Sunday, July 12, 2009

AVN of the Hip

























Avascular Necrosis (AVN) is the death of bone tissue as a result of the lack of blood supply to the bone and its surrounding tissue; in this case, specifically the hip area. This blood supply often leads to collapse of the bone, and if it occurs in a joint space - the collapse of the entire joint.




Causes of AVN:


Trauma to the hip


Steroid Use


Heavy Drinking


Sickle Cell Anemia


Gaucher's disease


Lupus


Decompression disease - bends


Cancer tx - chemo/radiation therapy.




Symptoms of AVN of the hip:


Pain in the groin, thigh, and knee. This pain usually worsens with standing or walking.




Testing for AVN


Hip Radiographs, early stages of AVN may not be a prominent on radiographs as compared to later stages of AVN being evident of radiographs.


MRI of the hip can show early bone degeneration's that may be a result of AVN.


Laboratory test such as bone biopsy may also be used as additional resources.




TX:


Medications - NSAIDS - for pain relief


Rest - restriction of physical activities


Physical Therapy to improve range of motion


Surgery such as decompression, bone reshaping, bone transplant, and joint replacement




www.mayoclinic.com


Sunday, July 5, 2009

Polycystic Kidney Disease


























www.nature.com




Polycystic Kidney Disease is an autosomal dominant genetic disorder. It is the most frequent cause of renal failure among adults. It is also responsible for 6-8% of dialysis patients in the United States. Polycystic Kidney Disease is a multisystemic progressive disorder that is characterized by the formation and enlargement of renal cysts in the kidney and other adjacent abdominal organs such as: liver, pancreas, and spleen. It is also characterized by the bilateral cystic dilation of the renal tubules, which may lead to end-stage renal disease. Hepatic cysts, cerebral aneurysms, and cardiac valvular abnormalities are also possible. The disease can be classified either PKD1 and PKD2. PKD1 is expressed as an abnormality in the short arm of chromosome 16. PKD2 is expressed as an abnormality in the long arm of chromosome 4.

PKD is slightly more severe in males than in females.
PKD symptoms generally increase with age.
The major causes of morbidity is the progressive renal dysfunction, and results in grossly enlarged kidneys and kidney failure.
Over half of patients with PKD undergo kidney transplant by the age of 60 years old.

Signs/Symptoms:
A decrease in urine concentration.
Hypertension
Abdominal Pain - flank or back: related to kidney enlargement, cystic enlargement, bleeding, perinephic hematoma, or urinary tract infections.
Hematuria
Palpable bilateral abdominal flank mass
Pallor
Uremic fetor
Dry skin
Edema

Testing
Lab Tests such as serum chemistry profile; including calcium and phosphorus, a complete blood cell count, urinalysis, urine culture, uric acid determination, and intact parathryoid hormone value.

Ultrasound is the most widely accepted imaging technique for diagnosis of PKD because it does not use radiation or contrast material.
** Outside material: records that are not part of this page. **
//! Category repository for database operations.
//!
//! Categories are only ever created out of band (seeder, tests); the HTTP
//! API reads them.

use sea_orm::{
    ActiveModelTrait, ColumnTrait, DatabaseConnection, DbErr, EntityTrait, QueryFilter,
    QueryOrder, Set,
};

use crate::entities::category;

/// Category repository.
#[derive(Debug, Clone)]
pub struct CategoryRepository {
    db: DatabaseConnection,
}

impl CategoryRepository {
    /// Creates a new category repository.
    #[must_use]
    pub const fn new(db: DatabaseConnection) -> Self {
        Self { db }
    }

    /// Finds a category by its exact name.
    ///
    /// # Errors
    ///
    /// Returns an error if the database query fails.
    pub async fn find_by_name(&self, name: &str) -> Result<Option<category::Model>, DbErr> {
        category::Entity::find()
            .filter(category::Column::Name.eq(name))
            .one(&self.db)
            .await
    }

    /// Lists all categories by ID.
    ///
    /// # Errors
    ///
    /// Returns an error if the database query fails.
    pub async fn list(&self) -> Result<Vec<category::Model>, DbErr> {
        category::Entity::find()
            .order_by_asc(category::Column::Id)
            .all(&self.db)
            .await
    }

    /// Creates a new category.
    ///
    /// # Errors
    ///
    /// Returns an error if the insert fails, including when the name is taken.
    pub async fn create(&self, name: &str) -> Result<category::Model, DbErr> {
        let category = category::ActiveModel {
            name: Set(name.to_string()),
            ..Default::default()
        };

        category.insert(&self.db).await
    }

    /// Returns the category called `name`, creating it if missing.
    ///
    /// # Errors
    ///
    /// Returns an error if the database query or insert fails.
    pub async fn ensure(&self, name: &str) -> Result<(category::Model, bool), DbErr> {
        if let Some(existing) = self.find_by_name(name).await? {
            return Ok((existing, false));
        }

        self.create(name).await.map(|created| (created, true))
    }
}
It can diagnosis cysts up 1-1.5cm, as well as detect extrarenal abdominal features.
CT scan is a more sensitive imaging modality because it can detect renal cysts as small as 0.5cm but because of the use of radiation and contrast material it is not routinely used for diagnosis.
MRI is more sensitive than either ultrasound or CT, especially in determining the difference between PKD and Renal Cell Carcinoma. It is also the best imaging tool for monitoring kidney size after the patient has undergone treatment in order to assess progress.
Intravenous Urography (IVP) was once the most widely used and popular tool for diagnosing PKD. However, with the evolution of ultrasound, IVP has been replaced mainly because of its requirements of contrast material and radiation doses.

Medical Therapy for treatment of PKD
Control Blood Pressure
Use of ACE inhibitors
Control associated disorders hyperkalemia, hyperphosphatemia, hypocalcemia, hyperparathyroidism, acidosis).
Treat urinary tract infections
Reduce abdominal pain, avoid use of anti-inflammatory NSAIDS
Patients with PKD and End Stage Renal Disorder may need to undergo hemodialysis, peritoneal dialysis, or renal transplantation.

Surgical Intervention for treatment of PKD
Surgical drainage of infected cysts may be necessary if the infection has not responded to antibiotics. This is often done under the guidance of ultrasound.
Surgical removal of one or more renal cysts for pain management purposes.

Prognosis
PKD patients should maintain a low sodium diet, and avoid any contact sports that would apply direct trauma to the kidney's. These patient's should have their blood pressure regularly monitored as well as renal ultrasounds every 1-2 years. PKD1 patients will typically require renal replacement therapy by the age of 53, whereas, PKD2 patients will usually hold until 68.